Après trois ans de règne, il est certain qu’Emmanuel Macron reste une énigme aux yeux des français. Quel est son logiciel de pensée ? En a-t-il seulement un ? Ou n’est-il qu’un adepte des tangentes idéologiques ? Pragmatisme, opportunisme, machiavélisme ? Macron jongle, en effet, constamment avec les partis pris idéologiques, prônant les contraires, avec une aisance de caméléon. Le candidat Macron fera son entrée en campagne électorale au Puy du Fou, fief du souverainisme français, mais draguera le vote multiculturel en affichant par exemple sa proximité avec le comique simili-indigéniste Yassine Belattar. Il affirmera qu’il n’y a pas de culture française, puis s’érigera en défenseur du patrimoine national. Il sera le chantre de la mondialisation, puis le champion de la souveraineté retrouvée. Jupitarisme et convention citoyenne, étatisme et libéralisme, souverainisme et multiculturalisme, français châtié et globish, Macron est oxymorique avant tout.

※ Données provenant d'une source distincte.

//! metalens - offline scoring and advisory engine for on-page SEO signals.
//!
//! Evaluates a single parsed HTML document: basic meta tags, Open Graph,
//! Twitter Cards, and embedded JSON-LD structured data. Everything here is a
//! pure function of its inputs - no network, no I/O, no shared mutable state.

pub mod catalog;
pub mod domain;
pub mod error;
pub mod extractor;
pub mod service;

Tout cela peut paraître bien confus et versatile, surtout pour un homme censé exceller dans la structuration de la pensée, et qui prétend résister aux sirènes des modes. Ces inconstances sont pourtant la clef de son être et de son parcours politique. Macron est en fait un personnage nietzschéen. « Une gare c’est un lieu où on croise les gens qui réussissent et les gens qui ne sont rien » : une phrase qui dit tout et que ne renierait pas le philologue. Inversement, Macron n’est-il pas l’Européen, prédit par Nietzsche, « cet homme fort qui deviendra nécessairement plus fort (…), grâce au manque de préjugés de son éducation, grâce à la formidable multiplicité de son savoir-faire, de son art et de ses masques ? »

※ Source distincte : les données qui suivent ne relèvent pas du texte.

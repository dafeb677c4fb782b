//! Domain entities shared across the engine.
//!
//! Everything the engine hands to the rendering layer is serializable and
//! immutable once produced. Nothing in here performs I/O.

use std::collections::BTreeMap;

use serde::Serialize;

/// Property-suffix -> value bag for `og:*` / `twitter:*` meta tags.
/// Keys are present only if the tag existed with non-empty content.
/// Ordered so serialized reports are reproducible byte for byte.
pub type TagBag = BTreeMap<String, String>;

/// A structured-data entity is an arbitrary JSON-LD property bag with an
/// `@type` designator, exactly as it appeared in the page.
pub type StructuredDataEntity = serde_json::Value;

// ====== Issues ======

#[derive(Debug, Clone, Copy, PartialEq, Eq, Serialize)]
#[serde(rename_all = "lowercase")]
pub enum IssueSeverity {
    Error,
    Warning,
}

impl IssueSeverity {
    pub fn as_str(&self) -> &'static str {
        match self {
            IssueSeverity::Error => "error",
            IssueSeverity::Warning => "warning",
        }
    }
}

/// One finding from a tag validator. Never mutated after creation; consumed
/// for counting and `field`-keyed lookups only.
#[derive(Debug, Clone, Serialize)]
pub struct IssueRecord {
    pub severity: IssueSeverity,
    pub field: String,
    pub message: String,
}

impl IssueRecord {
    pub fn error(field: impl Into<String>, message: impl Into<String>) -> Self {
        Self {
            severity: IssueSeverity::Error,
            field: field.into(),
            message: message.into(),
        }
    }

    pub fn warning(field: impl Into<String>, message: impl Into<String>) -> Self {
        Self {
            severity: IssueSeverity::Warning,
            field: field.into(),
            message: message.into(),
        }
    }
}

// ====== Extracted head tags ======

/// Basic `<head>` facts for one document. Absent tags are empty strings;
/// the lengths are derived once at extraction and never re-validated
/// downstream.
#[derive(Debug, Clone, Default, Serialize)]
pub struct ExtractedMeta {
    pub title: String,
    pub title_length: usize,
    pub description: String,
    pub description_length: usize,
    pub keywords: String,
    pub canonical: String,
    pub robots: String,
    pub viewport: String,
    pub charset: String,
    pub language: String,
}

// ====== Schema checklist ======

/// How essential a property is to its schema type.
#[derive(Debug, Clone, Copy, PartialEq, Eq, Serialize)]
#[serde(rename_all = "lowercase")]
pub enum RequirementLevel {
    Required,
    Recommended,
    Optimization,
}

impl RequirementLevel {
    pub fn as_str(&self) -> &'static str {
        match self {
            RequirementLevel::Required => "required",
            RequirementLevel::Recommended => "recommended",
            RequirementLevel::Optimization => "optimization",
        }
    }

    /// Tier weight used by the checklist scorer.
    pub fn weight(&self) -> u32 {
        match self {
            RequirementLevel::Required => 3,
            RequirementLevel::Recommended => 2,
            RequirementLevel::Optimization => 1,
        }
    }
}

/// One line of an entity's checklist: a catalog property spec plus whether
/// the entity satisfied it.
#[derive(Debug, Clone, Serialize)]
pub struct ChecklistItem {
    pub level: RequirementLevel,
    pub key: String,
    pub label: String,
    pub description: String,
    pub present: bool,
    pub score: u32,
}

/// Verdict summarizing how well one entity satisfies its tier requirements.
#[derive(Debug, Clone, Copy, PartialEq, Eq, Serialize)]
#[serde(rename_all = "lowercase")]
pub enum Severity {
    Success,
    Warning,
    Error,
    Info,
}

impl Severity {
    pub fn as_str(&self) -> &'static str {
        match self {
            Severity::Success => "success",
            Severity::Warning => "warning",
            Severity::Error => "error",
            Severity::Info => "info",
        }
    }
}

/// Analysis outcome for a single structured-data entity.
#[derive(Debug, Clone, Serialize)]
pub struct SchemaAnalysisResult {
    pub is_supported_type: bool,
    /// Display label of the matched profile, or the raw type name when the
    /// catalog had no profile for it.
    pub type_label: Option<String>,
    pub checklist: Vec<ChecklistItem>,
    pub score: u32,
    pub max_score: u32,
    pub percentage: Option<u32>,
    pub severity: Severity,
    pub message: String,
    /// Property keys (not labels) of unmet required specs.
    pub missing_required: Vec<String>,
    pub missing_recommended: Vec<String>,
}

// ====== Scores ======

/// The three sub-scores and the normalized total. `total_score` is always
/// recomputable from the sub-scores; nothing stores it independently.
#[derive(Debug, Clone, Copy, PartialEq, Eq, Serialize)]
pub struct ScoreBreakdown {
    /// 0..=25
    pub meta: u32,
    /// 0..=15
    pub sns: u32,
    /// 0..=20
    pub schema: u32,
    /// 0..=100
    pub total_score: u32,
}

// ====== Guidance ======

#[derive(Debug, Clone, Copy, PartialEq, Eq, Serialize)]
#[serde(rename_all = "lowercase")]
pub enum GuidanceLevel {
    Missing,
    Low,
    Fair,
    Good,
    Optimal,
}

impl GuidanceLevel {
    pub fn as_str(&self) -> &'static str {
        match self {
            GuidanceLevel::Missing => "missing",
            GuidanceLevel::Low => "low",
            GuidanceLevel::Fair => "fair",
            GuidanceLevel::Good => "good",
            GuidanceLevel::Optimal => "optimal",
        }
    }
}

/// Recommendation priority, serialized with the display strings the
/// rendering layer expects.
#[derive(Debug, Clone, Copy, PartialEq, Eq, Serialize)]
pub enum RecommendationPriority {
    #[serde(rename = "高")]
    High,
    #[serde(rename = "中")]
    Medium,
    #[serde(rename = "低")]
    Low,
}

impl RecommendationPriority {
    pub fn as_str(&self) -> &'static str {
        match self {
            RecommendationPriority::High => "高",
            RecommendationPriority::Medium => "中",
            RecommendationPriority::Low => "低",
        }
    }
}

#[derive(Debug, Clone, Serialize)]
pub struct Recommendation {
    pub priority: RecommendationPriority,
    pub title: String,
    pub description: String,
    pub example: String,
}

/// Guidance for one score category (meta, sns or schema).
#[derive(Debug, Clone, Serialize)]
pub struct CategoryGuidance {
    pub score: u32,
    pub max_score: u32,
    pub level: GuidanceLevel,
    pub message: String,
    pub details: Vec<String>,
    pub recommendations: Vec<Recommendation>,
    pub seo_impact: String,
}

/// One improvement area the overall guidance flags, ordered by fixed rank.
#[derive(Debug, Clone, Serialize)]
pub struct PriorityArea {
    pub priority: u32,
    pub area: String,
    pub score: u32,
}

#[derive(Debug, Clone, Serialize)]
pub struct OverallGuidance {
    pub total_score: u32,
    pub overall_level: GuidanceLevel,
    pub priority: Vec<PriorityArea>,
    pub tips: Vec<String>,
}

#[derive(Debug, Clone, Serialize)]
pub struct GuidanceBundle {
    pub meta: CategoryGuidance,
    pub sns: CategoryGuidance,
    pub schema: CategoryGuidance,
    pub overall: OverallGuidance,
}

// ====== Assembled report ======

/// Everything the engine produces for one document, in the shape the
/// rendering layer (and the AI-advisor context payload) consumes.
#[derive(Debug, Clone, Serialize)]
pub struct AnalysisReport {
    pub meta: ExtractedMeta,
    pub meta_issues: Vec<IssueRecord>,
    pub open_graph: TagBag,
    pub open_graph_issues: Vec<IssueRecord>,
    pub twitter: TagBag,
    pub twitter_issues: Vec<IssueRecord>,
    pub schema_results: Vec<SchemaAnalysisResult>,
    pub scores: ScoreBreakdown,
    pub guidance: GuidanceBundle,
}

Sur le plan de la personnalité, les deux hommes partagent la brillance intellectuelle, le refus de la pensée conventionnelle, une curiosité insatiable et l’hétéroclité du savoir. Deux pianistes, pétris de culture classique, ayant suivi une trajectoire de vie atypique et inattendue.

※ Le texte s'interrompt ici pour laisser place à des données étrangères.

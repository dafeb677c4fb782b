//! Guidance generation.
//!
//! Maps each sub-score to a qualitative level, a human-readable message, an
//! SEO-impact estimate and a ranked recommendation list, plus an overall
//! verdict with prioritized improvement areas. Entirely lookup-table driven;
//! the bracket boundaries are load-bearing and covered by tests.

use crate::domain::{
    CategoryGuidance, ExtractedMeta, GuidanceBundle, GuidanceLevel, OverallGuidance, PriorityArea,
    Recommendation, RecommendationPriority, SchemaAnalysisResult, ScoreBreakdown, TagBag,
};
use crate::extractor::OG_REQUIRED_FIELDS;

use super::scorer::{META_MAX, SCHEMA_MAX, SNS_MAX};

// Sub-score thresholds below which a category becomes a priority area
const META_PRIORITY_BELOW: u32 = 20;
const SCHEMA_PRIORITY_BELOW: u32 = 15;
const SNS_PRIORITY_BELOW: u32 = 12;

fn rec(
    priority: RecommendationPriority,
    title: impl Into<String>,
    description: impl Into<String>,
    example: impl Into<String>,
) -> Recommendation {
    Recommendation {
        priority,
        title: title.into(),
        description: description.into(),
        example: example.into(),
    }
}

/// Generate the complete guidance bundle for one analyzed document.
pub fn generate_guidance(
    scores: ScoreBreakdown,
    meta: &ExtractedMeta,
    open_graph: &TagBag,
    schema_results: &[SchemaAnalysisResult],
) -> GuidanceBundle {
    GuidanceBundle {
        meta: meta_guidance(scores.meta, meta),
        sns: sns_guidance(scores.sns, open_graph),
        schema: schema_guidance(scores.schema, schema_results),
        overall: overall_guidance(&scores),
    }
}

// ====== Schema guidance ======

pub fn schema_guidance(score: u32, results: &[SchemaAnalysisResult]) -> CategoryGuidance {
    let details = schema_details(results);

    let (level, message, seo_impact, recommendations) = match score {
        0 => (
            GuidanceLevel::Missing,
            "No structured data was detected on this page".to_string(),
            "High - without structured data the page is not eligible for rich results".to_string(),
            vec![rec(
                RecommendationPriority::High,
                "Add JSON-LD structured data",
                "Describe the page's main entity so search engines can show rich results",
                r#"<script type="application/ld+json">{"@context":"https://schema.org","@type":"Article","headline":"..."}</script>"#,
            )],
        ),
        1..=5 => (
            GuidanceLevel::Low,
            "Structured data is present but low quality; required properties are missing"
                .to_string(),
            "High - incomplete required properties disqualify the page from rich results"
                .to_string(),
            required_fixes(results),
        ),
        6..=10 => (
            GuidanceLevel::Fair,
            "Structured data covers the basics but lacks detail".to_string(),
            "Medium - richer markup improves how results display".to_string(),
            {
                let mut recs = required_fixes(results);
                recs.extend(recommended_fixes(results));
                recs.push(rec(
                    RecommendationPriority::Medium,
                    "Use the most specific @type available",
                    "Prefer NewsArticle or BlogPosting over Article, LocalBusiness over Organization, when they fit",
                    r#""@type": "BlogPosting""#,
                ));
                recs
            },
        ),
        11..=15 => (
            GuidanceLevel::Good,
            "Structured data is in good shape".to_string(),
            "Low - remaining gains come from optional enrichment".to_string(),
            {
                let mut recs = recommended_fixes(results);
                recs.push(rec(
                    RecommendationPriority::Low,
                    "Add optional enrichment properties",
                    "Ratings, images and dates in the optimization tier round out the markup",
                    r#""aggregateRating": {"@type": "AggregateRating", "ratingValue": 4.6, "reviewCount": 120}"#,
                ));
                recs
            },
        ),
        _ => (
            GuidanceLevel::Optimal,
            "Structured data is optimal".to_string(),
            "Minimal - keep the markup consistent with the visible page".to_string(),
            vec![rec(
                RecommendationPriority::Low,
                "Maintain the markup",
                "Keep dates current and re-validate whenever page templates change",
                "https://search.google.com/test/rich-results",
            )],
        ),
    };

    CategoryGuidance {
        score,
        max_score: SCHEMA_MAX,
        level,
        message,
        details,
        recommendations,
        seo_impact,
    }
}

fn schema_details(results: &[SchemaAnalysisResult]) -> Vec<String> {
    if results.is_empty() {
        return vec!["No JSON-LD entities found".to_string()];
    }
    results
        .iter()
        .map(|r| {
            let label = r.type_label.as_deref().unwrap_or("(untyped)");
            if r.is_supported_type {
                format!(
                    "{label}: {}/{} ({})",
                    r.score,
                    r.max_score,
                    r.severity.as_str()
                )
            } else {
                format!("{label}: not auto-analyzable")
            }
        })
        .collect()
}

/// One high-priority fix per entity that is missing required properties.
fn required_fixes(results: &[SchemaAnalysisResult]) -> Vec<Recommendation> {
    results
        .iter()
        .filter(|r| r.is_supported_type && !r.missing_required.is_empty())
        .map(|r| {
            let label = r.type_label.as_deref().unwrap_or("entity");
            rec(
                RecommendationPriority::High,
                format!("Add required properties to {label}"),
                format!("Missing: {}", r.missing_required.join(", ")),
                format!(r#""{}": "...""#, r.missing_required[0]),
            )
        })
        .collect()
}

fn recommended_fixes(results: &[SchemaAnalysisResult]) -> Vec<Recommendation> {
    results
        .iter()
        .filter(|r| r.is_supported_type && !r.missing_recommended.is_empty())
        .map(|r| {
            let label = r.type_label.as_deref().unwrap_or("entity");
            rec(
                RecommendationPriority::Medium,
                format!("Add recommended properties to {label}"),
                format!("Missing: {}", r.missing_recommended.join(", ")),
                format!(r#""{}": "...""#, r.missing_recommended[0]),
            )
        })
        .collect()
}

// ====== Meta guidance ======

pub fn meta_guidance(score: u32, meta: &ExtractedMeta) -> CategoryGuidance {
    let (level, message, seo_impact) = match score {
        0..=10 => (
            GuidanceLevel::Low,
            "Basic meta tags have serious gaps".to_string(),
            "High - title and description drive every search impression".to_string(),
        ),
        11..=15 => (
            GuidanceLevel::Fair,
            "Basic meta tags are partially in place".to_string(),
            "Medium - fixing the remaining tags should lift click-through".to_string(),
        ),
        16..=20 => (
            GuidanceLevel::Good,
            "Basic meta tags are mostly in good shape".to_string(),
            "Low - only minor refinements remain".to_string(),
        ),
        _ => (
            GuidanceLevel::Optimal,
            "Basic meta tags are optimal".to_string(),
            "Minimal - keep titles and descriptions aligned with content".to_string(),
        ),
    };

    CategoryGuidance {
        score,
        max_score: META_MAX,
        level,
        message,
        details: meta_details(meta),
        recommendations: meta_recommendations(meta),
        seo_impact,
    }
}

fn meta_details(meta: &ExtractedMeta) -> Vec<String> {
    let field = |name: &str, value: &str| {
        if value.is_empty() {
            format!("{name}: missing")
        } else {
            format!("{name}: {value}")
        }
    };
    vec![
        if meta.title.is_empty() {
            "title: missing".to_string()
        } else {
            format!("title: \"{}\" ({} chars)", meta.title, meta.title_length)
        },
        if meta.description.is_empty() {
            "description: missing".to_string()
        } else {
            format!("description: {} chars", meta.description_length)
        },
        field("canonical", &meta.canonical),
        field("viewport", &meta.viewport),
        field("language", &meta.language),
    ]
}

Deux hommes souvent perçus comme arrogants, méprisants, hautains, qui partagent une haute idée de la destinée, le rejet d’une vie bêtement bourgeoise, et la naïveté propre aux ambitieux, celle de penser pouvoir tenir le monde dans la main.
Mais surtout, deux êtres qui célèbrent le culte de l’accomplissement de l’individu, le « deviens ce que tu es ».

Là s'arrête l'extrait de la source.